After several episodes of the drawn battle for supremacy and a needless flex of power muscles between the Executive and the Legislative, the presidency has made a move to resolve the crisis. The presidency has set up a committee to negotiate and lobby the house in a bid to seek lasting peace to the issue between the two arms. The committee will also try to repair the working relationship between the executive and the 8th senate.

Announcing the constitution of the committee yesterday after the weekly Federal Executive Committee (FEC) meeting, the Minister of Information And Culture, Alhaji Lai Mohammed stated that the executive had become concerned by the way the relationship between the two arms had deteriorated in recent months.

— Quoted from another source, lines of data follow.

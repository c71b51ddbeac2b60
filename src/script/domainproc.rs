//! Domain processor.
//!
//! Abstract interpretation over the [`Domain`] algebra: infers the
//! reachable value-set of every expression and variable, marks conditions
//! that are always true or always false, and, in fuzzy mode, classifies
//! each comparison as continuous or discrete and computes its
//! interpolation bounds around zero.
//!
//! The goal is to tell singletons apart from continuous ranges, not to
//! compute tight ranges: `{0} * (-inf, +inf)` is `{0}`, but two full-line
//! operands widen to the full line even if they happen to be equal.
//!
//! Variable indexer and if-scope analyzer must have run first.

use tracing::debug;

use crate::core::{ScriptError, ScriptResult};
use crate::domain::{Bound, Domain, Interval};
use crate::script::ast::{CompInfo, Cond, CondKind, Event, Expr, ExprKind, Statement};

/// Truth verdict for a condition, as far as domains can tell.
#[derive(Debug, Clone, Copy, PartialEq, Eq)]
enum CondProp {
    AlwaysTrue,
    AlwaysFalse,
    Either,
}

/// Run domain inference over all events. `fuzzy` additionally fills the
/// comparison smoothing metadata.
pub fn domain_process(events: &mut [Event], num_vars: usize, fuzzy: bool) -> ScriptResult<()> {
    let mut proc = DomainProcessor {
        fuzzy,
        // Every variable starts as the singleton {0}.
        var_domains: vec![Domain::singleton(0.0); num_vars],
    };
    for event in events {
        for stmt in event {
            proc.statement(stmt)?;
        }
    }
    Ok(())
}

struct DomainProcessor {
    fuzzy: bool,
    var_domains: Vec<Domain>,
}

impl DomainProcessor {
    fn expr_domain(&self, expr: &Expr) -> ScriptResult<Domain> {
        let dom = match &expr.kind {
            ExprKind::Add(a, b) => &self.expr_domain(a)? + &self.expr_domain(b)?,
            ExprKind::Sub(a, b) => &self.expr_domain(a)? - &self.expr_domain(b)?,
            ExprKind::Mult(a, b) => &self.expr_domain(a)? * &self.expr_domain(b)?,
            ExprKind::Div(a, b) => &self.expr_domain(a)? / &self.expr_domain(b)?,
            ExprKind::Pow(a, b) => self.expr_domain(a)?.apply_fn2(
                f64::powf,
                &self.expr_domain(b)?,
                Interval::real_line(),
            ),
            ExprKind::Uplus(a) => self.expr_domain(a)?,
            ExprKind::Uminus(a) => -&self.expr_domain(a)?,
            ExprKind::Log(a) => self.expr_domain(a)?.apply_fn(f64::ln, Interval::real_line()),
            ExprKind::Sqrt(a) => {
                self.expr_domain(a)?.apply_fn(f64::sqrt, Interval::non_negative())
            }
            ExprKind::Max(a, b) => self.expr_domain(a)?.dmax(&self.expr_domain(b)?),
            ExprKind::Min(a, b) => self.expr_domain(a)?.dmin(&self.expr_domain(b)?),
            ExprKind::Smooth { x, v_pos, v_neg, eps } => {
                let x_dom = self.expr_domain(x)?;
                if x_dom.is_discrete() {
                    return Err(ScriptError::Domain(
                        "SMOOTH called with discrete condition expression".to_string(),
                    ));
                }
                let pos_dom = self.expr_domain(v_pos)?;
                let neg_dom = self.expr_domain(v_neg)?;
                // The epsilon's domain never shows in the result.
                let _ = self.expr_domain(eps)?;

                let lo = min_left(neg_dom.min_bound(), pos_dom.min_bound());
                let hi = max_right(neg_dom.max_bound(), pos_dom.max_bound());
                Domain::from_interval(Interval::new(lo, hi))
            }
            ExprKind::Spot => Domain::real_line(),
            ExprKind::Var(v) => self.var_domains[v.index].clone(),
            ExprKind::Const(value) => Domain::singleton(*value),
        };
        Ok(dom)
    }

    fn cond_prop(&mut self, cond: &mut Cond) -> ScriptResult<CondProp> {
        let prop = match &mut cond.kind {
            CondKind::True => CondProp::AlwaysTrue,
            CondKind::False => CondProp::AlwaysFalse,
            CondKind::Not(inner) => match self.cond_prop(inner)? {
                CondProp::AlwaysTrue => CondProp::AlwaysFalse,
                CondProp::AlwaysFalse => CondProp::AlwaysTrue,
                CondProp::Either => CondProp::Either,
            },
            CondKind::And(a, b) => {
                let pa = self.cond_prop(a)?;
                let pb = self.cond_prop(b)?;
                if pa == CondProp::AlwaysTrue && pb == CondProp::AlwaysTrue {
                    CondProp::AlwaysTrue
                } else if pa == CondProp::AlwaysFalse || pb == CondProp::AlwaysFalse {
                    CondProp::AlwaysFalse
                } else {
                    CondProp::Either
                }
            }
            CondKind::Or(a, b) => {
                let pa = self.cond_prop(a)?;
                let pb = self.cond_prop(b)?;
                if pa == CondProp::AlwaysTrue || pb == CondProp::AlwaysTrue {
                    CondProp::AlwaysTrue
                } else if pa == CondProp::AlwaysFalse && pb == CondProp::AlwaysFalse {
                    CondProp::AlwaysFalse
                } else {
                    CondProp::Either
                }
            }
            CondKind::Equal(arg, info) => {
                let dom = self.expr_domain(arg)?;
                let prop = if !dom.can_be_zero() {
                    CondProp::AlwaysFalse
                } else if !dom.can_be_nonzero() {
                    CondProp::AlwaysTrue
                } else {
                    if self.fuzzy {
                        info.discrete = dom.zero_is_discrete();
                        if info.discrete {
                            info.rb = dom.smallest_pos_lb(true).unwrap_or(0.5);
                            info.lb = dom.biggest_neg_rb(true).unwrap_or(-0.5);
                        }
                    }
                    CondProp::Either
                };
                debug!(domain = %dom, discrete = info.discrete, "equality");
                prop
            }
            CondKind::Sup(arg, info) => {
                let dom = self.expr_domain(arg)?;
                let prop = self.sup_prop(&dom, info, true);
                debug!(domain = %dom, discrete = info.discrete, "strict inequality");
                prop
            }
            CondKind::SupEqual(arg, info) => {
                let dom = self.expr_domain(arg)?;
                let prop = self.sup_prop(&dom, info, false);
                debug!(domain = %dom, discrete = info.discrete, "inequality");
                prop
            }
        };

        cond.fixed = match prop {
            CondProp::AlwaysTrue => Some(true),
            CondProp::AlwaysFalse => Some(false),
            CondProp::Either => None,
        };
        Ok(prop)
    }

    /// Shared classification for `>` (`strict`) and `>=`.
    fn sup_prop(&self, dom: &Domain, info: &mut CompInfo, strict: bool) -> CondProp {
        if !dom.can_be_positive(strict) {
            return CondProp::AlwaysFalse;
        }
        if !dom.can_be_negative(!strict) {
            return CondProp::AlwaysTrue;
        }

        if self.fuzzy {
            info.discrete = !dom.can_be_zero() || dom.zero_is_discrete();
            if info.discrete {
                if !dom.can_be_zero() {
                    // Subdomains exist on both sides of zero, otherwise the
                    // condition would have been always true or false.
                    info.rb = dom.smallest_pos_lb(true).unwrap_or(0.5);
                    info.lb = dom.biggest_neg_rb(true).unwrap_or(-0.5);
                } else if strict {
                    // {0} is a singleton: pin the false side to zero.
                    info.lb = 0.0;
                    info.rb = dom.smallest_pos_lb(true).unwrap_or(0.5);
                } else {
                    info.rb = 0.0;
                    info.lb = dom.biggest_neg_rb(true).unwrap_or(-0.5);
                }
            }
        }
        CondProp::Either
    }

    fn statement(&mut self, stmt: &mut Statement) -> ScriptResult<()> {
        match stmt {
            Statement::Assign { lhs, rhs } => {
                // Assignment overwrites the variable's domain.
                self.var_domains[lhs.index] = self.expr_domain(rhs)?;
            }
            Statement::Pays { lhs, rhs } => {
                // A payment accumulates rhs normalized by the numeraire,
                // whose domain is (0, +inf).
                let pay = &self.expr_domain(rhs)? / &Domain::positive();
                self.var_domains[lhs.index].add_domain(&pay);
            }
            Statement::If(block) => {
                let prop = self.cond_prop(&mut block.cond)?;
                block.fixed = match prop {
                    CondProp::AlwaysTrue => Some(true),
                    CondProp::AlwaysFalse => Some(false),
                    CondProp::Either => None,
                };
                match prop {
                    CondProp::AlwaysTrue => {
                        for s in &mut block.then_branch {
                            self.statement(s)?;
                        }
                    }
                    CondProp::AlwaysFalse => {
                        if let Some(else_branch) = &mut block.else_branch {
                            for s in else_branch {
                                self.statement(s)?;
                            }
                        }
                    }
                    CondProp::Either => {
                        // Snapshot the affected variables, run the then
                        // branch, snapshot again, restore, run the else
                        // branch, then union both outcomes.
                        let before: Vec<Domain> = block
                            .affected_vars
                            .iter()
                            .map(|&i| self.var_domains[i].clone())
                            .collect();

                        for s in &mut block.then_branch {
                            self.statement(s)?;
                        }

                        let after_then: Vec<Domain> = block
                            .affected_vars
                            .iter()
                            .map(|&i| self.var_domains[i].clone())
                            .collect();
                        for (k, &i) in block.affected_vars.iter().enumerate() {
                            self.var_domains[i] = before[k].clone();
                        }

                        if let Some(else_branch) = &mut block.else_branch {
                            for s in else_branch {
                                self.statement(s)?;
                            }
                        }

                        for (k, &i) in block.affected_vars.iter().enumerate() {
                            self.var_domains[i].add_domain(&after_then[k]);
                        }
                    }
                }
            }
            Statement::Collect(stmts) => {
                for s in stmts {
                    self.statement(s)?;
                }
            }
        }
        Ok(())
    }
}

fn min_left(a: Bound, b: Bound) -> Bound {
    if a.cmp_as_left(b).is_le() {
        a
    } else {
        b
    }
}

fn max_right(a: Bound, b: Bound) -> Bound {
    if a.cmp_as_right(b).is_ge() {
        a
    } else {
        b
    }
}

#[cfg(test)]
mod tests {
    use super::*;
    use crate::script::ifproc::if_process;
    use crate::script::indexer::index_variables;
    use crate::script::parser::parse_event;

    fn run(src: &str, fuzzy: bool) -> Vec<Event> {
        let mut events = vec![parse_event(src).unwrap()];
        let n = index_variables(&mut events).len();
        if_process(&mut events);
        domain_process(&mut events, n, fuzzy).unwrap();
        events
    }

    fn first_if(events: &[Event]) -> &crate::script::ast::IfBlock {
        for stmt in &events[0] {
            if let Statement::If(block) = stmt {
                return block;
            }
        }
        panic!("no if in event");
    }

    #[test]
    fn constant_condition_is_always_true() {
        let events = run("if 1 > 0 then x = spot endif", false);
        assert_eq!(first_if(&events).fixed, Some(true));
    }

    #[test]
    fn constant_condition_is_always_false() {
        let events = run("if 0 > 1 then x = spot endif", false);
        assert_eq!(first_if(&events).fixed, Some(false));
    }

    #[test]
    fn spot_condition_stays_open() {
        let events = run("if spot > 100 then x = 1 endif", false);
        assert_eq!(first_if(&events).fixed, None);
    }

    #[test]
    fn variable_assigned_both_branches_keeps_union() {
        // After the if, DIG is {0, 1}; DIG = 1 can hold, so the second
        // condition stays open.
        let events = run(
            "if spot > 100 then dig = 1 else dig = 0 endif \
             if dig = 1 then x = 1 endif",
            false,
        );
        let Statement::If(second) = &events[0][1] else { panic!() };
        assert_eq!(second.fixed, None);
    }

    #[test]
    fn unreachable_value_is_pruned() {
        // DIG is only ever 0 or 1, so DIG = 2 is impossible.
        let events = run(
            "if spot > 100 then dig = 1 else dig = 0 endif \
             if dig = 2 then x = 1 endif",
            false,
        );
        let Statement::If(second) = &events[0][1] else { panic!() };
        assert_eq!(second.fixed, Some(false));
    }

    #[test]
    fn continuous_comparison_is_not_discrete() {
        let events = run("if spot > 100 then x = 1 endif", true);
        let CondKind::Sup(_, info) = &first_if(&events).cond.kind else { panic!() };
        assert!(!info.discrete);
    }

    #[test]
    fn digital_variable_comparison_is_discrete_with_bounds() {
        let events = run(
            "if spot > 100 then dig = 1 else dig = 0 endif \
             if dig > 0 then x = 1 endif",
            true,
        );
        let Statement::If(second) = &events[0][1] else { panic!() };
        let CondKind::Sup(_, info) = &second.cond.kind else { panic!() };
        assert!(info.discrete);
        // dig - 0 has domain {0, 1}: zero singleton pins lb, rb is the
        // nearest positive subdomain.
        assert_eq!(info.lb, 0.0);
        assert_eq!(info.rb, 1.0);
    }

    #[test]
    fn smooth_with_discrete_x_fails() {
        let mut events =
            vec![parse_event("x = 1 y = smooth(x, 1, 0, 0.5)").unwrap()];
        let n = index_variables(&mut events).len();
        if_process(&mut events);
        let err = domain_process(&mut events, n, false).unwrap_err();
        assert!(matches!(err, ScriptError::Domain(_)), "{err}");
    }

    #[test]
    fn smooth_with_continuous_x_passes() {
        let events = run("y = smooth(spot - 100, 1, 0, 0.5)", false);
        drop(events);
    }

    #[test]
    fn log_of_spot_is_fine_sqrt_of_negative_falls_back() {
        // Both fall back to wide domains rather than failing; evaluation
        // semantics are IEEE.
        let _ = run("x = log(spot) y = sqrt(0 - 1)", false);
    }

    #[test]
    fn pays_accumulates_domain() {
        // After PAYS, X covers positive values; X > 0 cannot be pruned.
        let events = run(
            "x PAYS max(spot - 100, 0) if x > 0 then y = 1 endif",
            false,
        );
        let Statement::If(block) = &events[0][1] else { panic!() };
        assert_eq!(block.fixed, None);
    }

    #[test]
    fn not_flips_fixed_conditions() {
        let events = run("if 1 != 1 then x = 1 endif", false);
        // 1 != 1 is Not(Equal(0)) where Equal(0) is always true.
        assert_eq!(first_if(&events).fixed, Some(false));
    }
}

The minister stressed the importance of a cordial relationship between the two creations of the law as the only way they can ensure progress, and delivery of dividends of democracy to the citizenry.

The suspension of the confirmation of INEC Resident Electoral commissioners by the Senate which cited the refusal of the President to sack the acting chairman of the EFCC, Mr Ibrahim Magu whose appointment as the substantive chairman was rejected for the second time on March 15 as the basis, is the latest event in the fracas between the two bodies since the beginning of February.

In another of such events, the Senate drove away the Comptroller-General of the Nigerian Customs Service, Alli Hameed, for failing to appear before the house in his uniform. They have also recommended the removal of the customs boss, while criticising the action of the Attorney General of the Federation for writing the house a letter on Hameed’s behalf. The Secretary General of the Federation, Babachir Lawal has also failed to appear before the house in the ongoing investigation into alleged mismanagement of funds allocated for the welfare of Internally Displaced Persons in the Northeast. Most recently, the Senate, on Wednesday 29th March, summoned the chairman of the Presidential Advisory Committee Against Corruption, Prof Itse Sagay, over comments made regarding the suspension of the confirmation of the INEC officials. The renowned legal practitioner has since stated that he would not be honouring the summon as the senate lack the power to summon him.

These events have resulted in the unnecessary extension of debate on the 2017 budget which has been with the house since December 14, 2016. It is, thus, commendable that the president has now seen the need to break the show of force and negotiate with the senators who would not mind ensuring the president does not fulfil his manifestoes. The 8th senate, as it has largely shown, has nothing to lose by engaging in power play; the weight is on the presidency. So, it is wise and necessary for the President to find a way to ensure that he achieves his goal.

Nonetheless, it is particularly baffling that the president has allowed the case of the Acting Chairman of the EFCC to degenerate into this mess. With the law of the country silent on what comes next after a second rejection, all the president had to do to keep Magu as the Acting Chairman of EFCC was put out a statement to that effect. The inability and ineffectiveness of the presidency in handling its own affairs has given the senate the opportunity to further expose the lacuna within the executive.

It needs to be stated that it is within the power of senate to summon a public servant who works in any set up with a certain amount of money voted for in the budget. Thus the failure of the Secretary General of the Federation to appear before the house as well as the insistence of the presidency in keeping an overaged permanent secretary in the Ministry of Education beyond her retirement age is disregarding of the constitution.

In resolving these outstanding issues, the president, in addition to an expected success of the reconciliation committee in dialogue with the legislators, must put his house in order, and ensure a functional executive arm of government where everyone is reasonably subject to constituted authority.